▶ **Exercise aim**: Among the lines below, count those containing the word "with". Give the number only.

Saved data entries
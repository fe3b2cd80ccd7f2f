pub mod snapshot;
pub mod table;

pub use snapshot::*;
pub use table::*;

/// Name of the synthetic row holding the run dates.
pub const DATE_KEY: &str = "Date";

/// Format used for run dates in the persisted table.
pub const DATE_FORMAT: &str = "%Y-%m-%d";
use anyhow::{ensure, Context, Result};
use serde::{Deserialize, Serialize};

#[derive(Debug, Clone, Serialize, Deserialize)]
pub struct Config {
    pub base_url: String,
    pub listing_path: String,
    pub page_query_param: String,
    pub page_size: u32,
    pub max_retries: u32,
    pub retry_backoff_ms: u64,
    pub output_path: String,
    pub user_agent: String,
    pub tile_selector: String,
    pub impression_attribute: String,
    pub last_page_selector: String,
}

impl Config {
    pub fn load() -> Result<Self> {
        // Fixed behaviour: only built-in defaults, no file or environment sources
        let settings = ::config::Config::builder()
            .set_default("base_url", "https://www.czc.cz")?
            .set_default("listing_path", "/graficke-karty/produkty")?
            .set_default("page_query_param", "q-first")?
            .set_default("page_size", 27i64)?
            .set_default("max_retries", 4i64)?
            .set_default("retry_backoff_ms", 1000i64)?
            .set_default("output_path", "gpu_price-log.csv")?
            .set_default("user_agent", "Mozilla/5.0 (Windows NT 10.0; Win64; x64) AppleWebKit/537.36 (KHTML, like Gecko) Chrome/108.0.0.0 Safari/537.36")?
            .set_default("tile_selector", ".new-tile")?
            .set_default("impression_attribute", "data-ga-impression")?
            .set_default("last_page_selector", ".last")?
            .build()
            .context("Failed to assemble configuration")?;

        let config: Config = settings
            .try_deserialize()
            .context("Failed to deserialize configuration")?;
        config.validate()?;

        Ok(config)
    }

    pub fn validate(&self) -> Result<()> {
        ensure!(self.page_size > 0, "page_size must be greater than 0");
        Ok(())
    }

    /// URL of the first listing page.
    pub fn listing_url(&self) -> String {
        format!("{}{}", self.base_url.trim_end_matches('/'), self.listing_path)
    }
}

...

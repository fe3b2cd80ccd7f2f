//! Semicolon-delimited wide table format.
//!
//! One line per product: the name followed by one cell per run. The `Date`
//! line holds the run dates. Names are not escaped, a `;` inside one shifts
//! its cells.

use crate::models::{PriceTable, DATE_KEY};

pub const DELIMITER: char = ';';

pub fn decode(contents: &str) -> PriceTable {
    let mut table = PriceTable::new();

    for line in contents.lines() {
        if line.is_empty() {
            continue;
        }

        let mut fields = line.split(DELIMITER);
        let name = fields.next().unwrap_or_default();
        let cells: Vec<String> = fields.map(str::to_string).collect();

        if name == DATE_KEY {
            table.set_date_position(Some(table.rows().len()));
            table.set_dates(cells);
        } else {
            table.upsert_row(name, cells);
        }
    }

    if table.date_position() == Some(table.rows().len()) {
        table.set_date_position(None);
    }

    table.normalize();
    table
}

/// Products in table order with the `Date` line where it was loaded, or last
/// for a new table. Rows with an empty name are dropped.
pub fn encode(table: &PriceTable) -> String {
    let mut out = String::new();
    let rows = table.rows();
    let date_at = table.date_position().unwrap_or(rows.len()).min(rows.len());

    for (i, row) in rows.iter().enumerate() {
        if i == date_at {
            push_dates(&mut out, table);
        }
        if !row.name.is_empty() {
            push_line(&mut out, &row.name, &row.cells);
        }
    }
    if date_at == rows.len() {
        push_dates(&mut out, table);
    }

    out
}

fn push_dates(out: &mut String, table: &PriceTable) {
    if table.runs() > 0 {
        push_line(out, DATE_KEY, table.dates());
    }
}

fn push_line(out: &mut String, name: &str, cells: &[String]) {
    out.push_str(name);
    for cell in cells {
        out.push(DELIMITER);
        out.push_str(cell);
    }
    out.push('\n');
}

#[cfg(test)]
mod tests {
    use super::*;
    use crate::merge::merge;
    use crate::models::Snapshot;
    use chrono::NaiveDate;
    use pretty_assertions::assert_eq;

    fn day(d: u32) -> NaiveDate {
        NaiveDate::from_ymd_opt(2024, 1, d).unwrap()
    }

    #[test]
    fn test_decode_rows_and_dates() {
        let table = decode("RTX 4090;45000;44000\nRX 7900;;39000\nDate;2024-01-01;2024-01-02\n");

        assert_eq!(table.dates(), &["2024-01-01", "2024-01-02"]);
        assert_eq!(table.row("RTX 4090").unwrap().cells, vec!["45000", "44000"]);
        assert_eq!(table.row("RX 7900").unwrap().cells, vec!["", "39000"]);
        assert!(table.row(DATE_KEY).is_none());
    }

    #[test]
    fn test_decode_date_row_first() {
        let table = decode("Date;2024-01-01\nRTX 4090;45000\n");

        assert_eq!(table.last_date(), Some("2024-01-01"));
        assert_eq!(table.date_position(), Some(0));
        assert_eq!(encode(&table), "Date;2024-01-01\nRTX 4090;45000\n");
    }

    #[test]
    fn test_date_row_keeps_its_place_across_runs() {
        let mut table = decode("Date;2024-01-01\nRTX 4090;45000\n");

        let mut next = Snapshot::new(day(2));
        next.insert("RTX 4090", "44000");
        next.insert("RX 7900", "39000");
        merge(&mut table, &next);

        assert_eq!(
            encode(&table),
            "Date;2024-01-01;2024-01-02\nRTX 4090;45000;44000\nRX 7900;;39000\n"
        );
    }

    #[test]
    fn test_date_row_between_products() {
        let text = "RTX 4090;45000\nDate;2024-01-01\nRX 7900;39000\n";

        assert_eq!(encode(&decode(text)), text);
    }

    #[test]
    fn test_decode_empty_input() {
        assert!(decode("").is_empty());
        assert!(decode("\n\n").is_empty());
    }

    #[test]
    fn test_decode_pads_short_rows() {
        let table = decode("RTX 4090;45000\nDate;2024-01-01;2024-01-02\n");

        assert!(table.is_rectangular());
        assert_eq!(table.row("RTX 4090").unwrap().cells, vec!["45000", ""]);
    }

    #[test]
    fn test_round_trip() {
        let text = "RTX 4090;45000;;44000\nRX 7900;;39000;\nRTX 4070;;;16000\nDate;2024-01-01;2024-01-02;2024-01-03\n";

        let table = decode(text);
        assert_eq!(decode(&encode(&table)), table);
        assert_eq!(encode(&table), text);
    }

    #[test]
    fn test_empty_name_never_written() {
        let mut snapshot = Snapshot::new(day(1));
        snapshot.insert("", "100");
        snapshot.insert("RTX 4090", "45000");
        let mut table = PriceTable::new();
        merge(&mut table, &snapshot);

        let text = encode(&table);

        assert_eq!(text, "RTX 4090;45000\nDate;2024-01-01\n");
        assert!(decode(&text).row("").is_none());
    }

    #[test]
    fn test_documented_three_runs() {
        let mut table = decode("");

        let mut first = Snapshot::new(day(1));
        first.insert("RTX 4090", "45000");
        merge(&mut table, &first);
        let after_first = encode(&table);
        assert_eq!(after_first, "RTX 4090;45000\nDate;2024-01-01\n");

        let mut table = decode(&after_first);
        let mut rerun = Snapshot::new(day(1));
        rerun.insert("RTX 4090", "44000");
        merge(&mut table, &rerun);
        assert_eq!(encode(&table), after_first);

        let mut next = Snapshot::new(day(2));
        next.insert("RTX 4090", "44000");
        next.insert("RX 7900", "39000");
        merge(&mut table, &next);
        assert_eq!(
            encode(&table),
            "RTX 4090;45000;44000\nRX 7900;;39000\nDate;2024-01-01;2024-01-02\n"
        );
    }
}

▶ **Answer below**: 2